Supporters Say Only the “Super-Rich” Will Pay More

AUG. 17, 2022…..More than half a decade after supporters launched their first effort to put a ballot question imposing a higher tax rate on wealthy households before voters, the campaign shifted into a new gear Wednesday morning.

Supporters behind the proposed constitutional amendment adding a 4 percent surtax on annual household income above $1 million launched their first television ad, seeking an early entrance to the airwaves ahead of the Nov. 8 election.

Organizers did not say exactly how much they spent to launch their TV spot, describing the first segment as “part of an eight-figure TV ad campaign that will run through Election Day.”

The 30-second advertisement opens by citing reports from the left-leaning Massachusetts Budget and Policy Center — which supports the ballot question — that found the top 1 percent of households in the Bay State pay a smaller share of their total income, about 6.8 percent, toward state and local taxes than all others, who pay an average share of about 8.9 percent.

“It’s true: they pay less and we pay more. Question 1 changes that so those making over $1 million a year pay their fair share,” the ad’s narrator says. “Ninety-nine percent of us won’t pay a penny more.”

Under a structure enshrined in the Massachusetts Constitution, the state currently taxes personal income at a flat 5 percent. The ballot question would continue to tax the first $1 million of any household’s income at that same rate, but every dollar above that level would instead be taxed at an effective rate of 9 percent.

Its text calls for the revenue to be steered toward transportation and education.

Opponents, who have yet to launch their own television campaign, argue that increasing the tax rate on higher earnings will prompt businesses to leave Massachusetts for states with lower tax burdens and will cut into nest eggs when small business owners sell their companies to support retirement.

The campaign fighting against the ballot question includes some of the most influential trade organizations and chambers of commerce, including the Massachusetts High Tech Council. Republican Gov. Charlie Baker has also criticized the ballot measure during his time in office.

Public polls so far have shown more support than opposition among the electorate. A Suffolk University/Boston Globe survey of 569 registered voters in July found 56 percent in support, 36 percent opposed, and 7.5 percent undecided with a margin of error of plus or minus 4 percentage points.

“We began running TV ads this week, but our campaign supporters — educators, parents, and neighbors all across the state — have already reached out to more than half a million voters going door-to-door and by phone,” Jeron Mariani, campaign manager for the coalition backing the question, said in a statement. “Through an expansive campaign over the airwaves, online, and on the ground, we’re telling voters about the facts of Question 1: that only the super-rich who earn more than $1 million a year will pay more, and we’ll all benefit from the $2 billion a year that is constitutionally dedicated to our schools, colleges, roads, bridges, and transit infrastructure.”

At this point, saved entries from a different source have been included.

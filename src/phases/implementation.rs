//! Implementation phase: one implementer agent per pending task, each
//! followed by a ward validation gate.
//!
//! This runner overrides the shared run path because its unit of work is
//! the task, not the phase: the quest is reloaded before and after every
//! spawn, and a failed gate goes straight into the spiritmender recovery
//! loop scoped to the failing task before the next task starts.

use anyhow::Result;
use async_trait::async_trait;
use chrono::Utc;
use std::sync::Arc;
use tracing::info;

use crate::agents::AgentSpawner;
use crate::errors::QuestError;
use crate::model::{
    AgentKind, ExecutionLogEntry, PhaseStatus, PhaseType, Quest, SpawnContext, TaskStatus,
    TaskType,
};
use crate::phases::{PhaseOutcome, PhaseRunner};
use crate::quests::QuestManager;
use crate::ward::WardValidator;

pub struct ImplementationRunner {
    ward: Arc<WardValidator>,
}

impl ImplementationRunner {
    pub fn new(ward: Arc<WardValidator>) -> Self {
        Self { ward }
    }
}

#[async_trait]
impl PhaseRunner for ImplementationRunner {
    fn agent_kind(&self) -> AgentKind {
        AgentKind::Implementer
    }

    fn phase_type(&self) -> PhaseType {
        PhaseType::Implementation
    }

    fn can_run(&self, _manager: &dyn QuestManager, quest: &Quest) -> Result<bool> {
        Ok(matches!(
            quest.phase(PhaseType::Implementation).status,
            PhaseStatus::Pending | PhaseStatus::InProgress
        ) && !quest.pending_tasks(TaskType::Implementation).is_empty())
    }

    async fn run(
        &self,
        manager: &dyn QuestManager,
        folder: &str,
        spawner: &dyn AgentSpawner,
    ) -> Result<PhaseOutcome> {
        let mut quest = manager.latest(folder)?;
        let pending: Vec<String> = quest
            .pending_tasks(TaskType::Implementation)
            .iter()
            .map(|t| t.id.clone())
            .collect();
        if pending.is_empty() {
            let state = quest.phase_mut(PhaseType::Implementation);
            state.status = PhaseStatus::Complete;
            state.completed_at = Some(Utc::now());
            manager.save_quest(&quest)?;
            return Ok(PhaseOutcome::Completed);
        }

        info!(tasks = pending.len(), "entering implementation phase");
        let state = quest.phase_mut(PhaseType::Implementation);
        state.status = PhaseStatus::InProgress;
        state.started_at = Some(Utc::now());
        manager.save_quest(&quest)?;

        for task_id in pending {
            // Earlier iterations (or the agents they spawned) may have
            // changed the plan under us; a resolved task is skipped, but a
            // deleted one breaks the never-delete contract
            let quest = manager.latest(folder)?;
            let Some(task) = quest.task(&task_id) else {
                return Err(QuestError::TaskVanished {
                    task_id: task_id.clone(),
                }
                .into());
            };
            if task.status != TaskStatus::Pending {
                continue;
            }

            let report_number = manager.next_report_number(folder)?;
            let ctx = SpawnContext {
                quest_folder: folder.to_string(),
                report_number,
                working_directory: std::env::current_dir()?,
                additional_context: serde_json::json!({
                    "quest_title": quest.title,
                    "task": task,
                }),
            };
            info!(task = %task_id, "spawning implementer");
            let report = spawner.spawn_and_wait(AgentKind::Implementer, ctx).await?;

            if let Some(escape) = report.escape.clone() {
                let mut quest = manager.latest(folder)?;
                let state = quest.phase_mut(PhaseType::Implementation);
                state.status = PhaseStatus::Pending;
                state.started_at = None;
                manager.save_quest(&quest)?;
                return Ok(PhaseOutcome::Escaped(escape));
            }

            let report_file = AgentKind::Implementer.report_filename(report_number);
            let mut quest = manager.latest(folder)?;
            let Some(task) = quest.task_mut(&task_id) else {
                return Err(QuestError::TaskVanished {
                    task_id: task_id.clone(),
                }
                .into());
            };
            task.status = TaskStatus::Complete;
            task.completed_by = Some(report_file.clone());
            task.completed_at = Some(Utc::now());
            quest.execution_log.push(ExecutionLogEntry {
                report: report_file,
                task_id: Some(task_id.clone()),
                timestamp: Utc::now(),
                agent: AgentKind::Implementer.to_string(),
            });
            quest.sync_observable_actions();
            manager.save_quest(&quest)?;
            info!(task = %task_id, progress = %quest.task_progress(), "task complete");

            let check = self.ward.validate().await?;
            if !check.success {
                self.ward
                    .handle_failure(
                        folder,
                        check.errors.as_deref().unwrap_or_default(),
                        spawner,
                        manager,
                        Some(&task_id),
                    )
                    .await?;
            }
        }

        let mut quest = manager.latest(folder)?;
        let state = quest.phase_mut(PhaseType::Implementation);
        state.status = PhaseStatus::Complete;
        state.completed_at = Some(Utc::now());
        manager.save_quest(&quest)?;
        info!("implementation phase complete");
        Ok(PhaseOutcome::Completed)
    }
}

The ad pitches the proposal as a way to generate “$2 billion a year,” referring to a 2015 estimate by the Department of Revenue that the surtax would generate $1.9 billion annually. In January, the Center for State Policy Analysis at Tufts University projected a smaller haul of $1.3 billion per year from about 21,000 taxpayers, representing less than 1 percent of Massachusetts households who earn about 22 percent of the statewide taxable income.

In 2018, the Supreme Judicial Court tossed an earlier version of the question from the ballot, ruling it improperly combined two spending priorities and a tax change. This year’s ballot question was filed by lawmakers, so it avoids that pitfall. The court this summer upheld the description of the measure produced by Attorney General Maura Healey, a Democrat who supports the policy and is running for governor.